Real-World Assets on a Regulated Platform: How ONINO Structures Alternative Asset Financing
Introduction
Real-world assets (RWAs) represent one of the largest addressable markets in global finance. Real estate alone accounts for more than USD 300 trillion in global value. Private credit, infrastructure, commodities, and alternative investments add trillions more. Yet for most of financial history, these assets have remained illiquid, structurally inaccessible to smaller investors, and expensive to finance through traditional channels.
The emergence of regulated digital securities infrastructure has changed the structural economics of alternative asset financing.

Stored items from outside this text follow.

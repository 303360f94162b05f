//! Configuration error types for the Retailer API client.
//!
//! This module contains the error type used when building a
//! [`ClientConfig`](crate::ClientConfig) or one of its validated newtypes.
//! Errors raised while talking to the API live in
//! [`clients`](crate::clients) instead.
//!
//! # Example
//!
//! ```rust
//! use bol_retailer::{ClientId, ConfigError};
//!
//! let result = ClientId::new("");
//! assert!(matches!(result, Err(ConfigError::EmptyClientId)));
//! ```

use thiserror::Error;

/// Errors that can occur while configuring the client.
///
/// Each variant provides a clear, actionable error message.
#[derive(Debug, Error, Clone, PartialEq, Eq)]
pub enum ConfigError {
    /// Client ID cannot be empty.
    #[error("Client ID cannot be empty. Please provide the client ID of your API credentials.")]
    EmptyClientId,

    /// Client secret cannot be empty.
    #[error("Client secret cannot be empty. Please provide the client secret of your API credentials.")]
    EmptyClientSecret,

    /// A configured URL is invalid.
    #[error("Invalid URL '{url}'. Please provide an absolute http(s) URL (e.g., 'https://api.bol.com/').")]
    InvalidBaseUrl {
        /// The invalid URL that was provided.
        url: String,
    },

    /// API version is invalid.
    #[error("Invalid API version '{version}'. Expected format: 'v10' or '10'.")]
    InvalidApiVersion {
        /// The invalid version string that was provided.
        version: String,
    },

    /// A required field is missing.
    #[error("Missing required field: '{field}'. This field must be set before building the configuration.")]
    MissingRequiredField {
        /// The name of the missing field.
        field: &'static str,
    },
}
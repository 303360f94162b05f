//! Retailer API version definitions.
//!
//! This module provides the [`ApiVersion`] enum for specifying which version
//! of the Retailer API to talk to. The version selects the vendor media type
//! sent in `Accept` and `Content-Type` headers when a request does not
//! override them.

use crate::error::ConfigError;
use std::fmt;
use std::str::FromStr;

/// Retailer API version.
///
/// # Example
///
/// ```rust
/// use bol_retailer::ApiVersion;
///
/// let version: ApiVersion = "v10".parse().unwrap();
/// assert_eq!(version, ApiVersion::V10);
/// assert_eq!(version.media_type(), "application/vnd.retailer.v10+json");
/// assert_eq!(format!("{}", ApiVersion::V9), "v9");
/// ```
#[derive(Clone, Copy, Debug, PartialEq, Eq, Hash)]
pub enum ApiVersion {
    /// API version 7
    V7,
    /// API version 8
    V8,
    /// API version 9
    V9,
    /// API version 10
    V10,
    /// Any other version number, e.g. a version released after this crate.
    Custom(u32),
}

impl ApiVersion {
    /// Returns the latest version this crate was written against.
    #[must_use]
    pub const fn latest() -> Self {
        Self::V10
    }

    /// Returns the oldest version that is still served.
    #[must_use]
    pub const fn minimum_supported() -> Self {
        Self::V9
    }

    /// Returns all known supported versions, oldest first.
    #[must_use]
    pub fn supported_versions() -> Vec<Self> {
        vec![Self::V9, Self::V10]
    }

    /// Returns the numeric version.
    #[must_use]
    pub const fn number(&self) -> u32 {
        match self {
            Self::V7 => 7,
            Self::V8 => 8,
            Self::V9 => 9,
            Self::V10 => 10,
            Self::Custom(n) => *n,
        }
    }

    /// Returns `true` if this version is not older than [`minimum_supported()`](Self::minimum_supported).
    #[must_use]
    pub fn is_supported(&self) -> bool {
        *self >= Self::minimum_supported()
    }

    /// Returns the vendor media type for JSON payloads of this version.
    #[must_use]
    pub fn media_type(&self) -> String {
        format!("application/vnd.retailer.v{}+json", self.number())
    }

    const fn from_number(n: u32) -> Self {
        match n {
            7 => Self::V7,
            8 => Self::V8,
            9 => Self::V9,
            10 => Self::V10,
            other => Self::Custom(other),
        }
    }
}

impl Default for ApiVersion {
    fn default() -> Self {
        Self::latest()
    }
}

impl PartialOrd for ApiVersion {
    fn partial_cmp(&self, other: &Self) -> Option<std::cmp::Ordering> {
        Some(self.cmp(other))
    }
}

impl Ord for ApiVersion {
    fn cmp(&self, other: &Self) -> std::cmp::Ordering {
        self.number().cmp(&other.number())
    }
}

impl fmt::Display for ApiVersion {
    fn fmt(&self, f: &mut fmt::Formatter<'_>) -> fmt::Result {
        write!(f, "v{}", self.number())
    }
}

impl FromStr for ApiVersion {
    type Err = ConfigError;

    fn from_str(s: &str) -> Result<Self, Self::Err> {
        let trimmed = s.trim().to_lowercase();
        let digits = trimmed.strip_prefix('v').unwrap_or(&trimmed);

        match digits.parse::<u32>() {
            Ok(n) if n > 0 && digits.chars().all(|c| c.is_ascii_digit()) => {
                Ok(Self::from_number(n))
            }
            _ => Err(ConfigError::InvalidApiVersion { version: trimmed }),
        }
    }
}

#[cfg(test)]
mod tests {
    use super::*;

    #[test]
    fn test_api_version_parses_known_versions() {
        assert_eq!("v10".parse::<ApiVersion>().unwrap(), ApiVersion::V10);
        assert_eq!("10".parse::<ApiVersion>().unwrap(), ApiVersion::V10);
        assert_eq!("V9".parse::<ApiVersion>().unwrap(), ApiVersion::V9);
        assert_eq!("v11".parse::<ApiVersion>().unwrap(), ApiVersion::Custom(11));
    }

    #[test]
    fn test_api_version_rejects_invalid() {
        assert!("".parse::<ApiVersion>().is_err());
        assert!("v".parse::<ApiVersion>().is_err());
        assert!("v0".parse::<ApiVersion>().is_err());
        assert!("v10.1".parse::<ApiVersion>().is_err());
        assert!("ten".parse::<ApiVersion>().is_err());
        assert!("+10".parse::<ApiVersion>().is_err());
    }

    #[test]
    fn test_media_type_embeds_version_number() {
        assert_eq!(
            ApiVersion::V10.media_type(),
            "application/vnd.retailer.v10+json"
        );
        assert_eq!(
            ApiVersion::V8.media_type(),
            "application/vnd.retailer.v8+json"
        );
        assert_eq!(
            ApiVersion::Custom(12).media_type(),
            "application/vnd.retailer.v12+json"
        );
    }

    #[test]
    fn test_latest_is_supported() {
        assert_eq!(ApiVersion::default(), ApiVersion::latest());
        assert!(ApiVersion::latest().is_supported());
        assert!(ApiVersion::supported_versions().contains(&ApiVersion::latest()));
    }

    #[test]
    fn test_version_ordering_and_support_window() {
        assert!(ApiVersion::V7 < ApiVersion::V8);
        assert!(ApiVersion::V9 < ApiVersion::V10);
        assert!(ApiVersion::V10 < ApiVersion::Custom(11));

        assert!(!ApiVersion::V8.is_supported());
        assert!(ApiVersion::V9.is_supported());
        assert!(ApiVersion::Custom(11).is_supported());
    }
}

Platforms like ONINO enable issuers -- real estate developers, energy project operators, art fund managers, and others -- to structure financing around alternative assets under EU law, manage hundreds of investors digitally, and issue securities in a fraction of the time required by traditional processes.
This article covers what real-world assets are from a regulated securities perspective, how each major asset class is structured on ONINO's platform, what the EU regulatory framework requires, and how digital infrastructure compares to traditional alternative asset financing.
What Are Real-World Assets?
In financial and regulatory terms, a real-world asset is any tangible or rights-based asset that exists outside of purely digital or financial instruments. RWAs include:
Real estate (commercial, residential, development projects)
Renewable energy infrastructure (solar parks, wind installations)
Commodities (precious metals, agricultural products)
Art, collectibles, and cultural assets
The term "real-world asset" gained popular usage in the context of blockchain-based tokenization, where proponents described the process of placing digital representations of these assets on public blockchains. However, the term is also used in traditional finance to distinguish alternative assets from purely financial instruments like equities, bonds, or derivatives traded on regulated exchanges.
The key distinction for regulated platforms: ONINO does not use "on-chain" or "blockchain tokenization" to describe its core process. Instead, ONINO structures RWA-backed financing as digital securities under EU securities law -- specifically under the German Electronic Securities Act (eWpG), the EU Prospectus Regulation, and MiCAR where applicable. The result is a compliant capital markets instrument, not a crypto token.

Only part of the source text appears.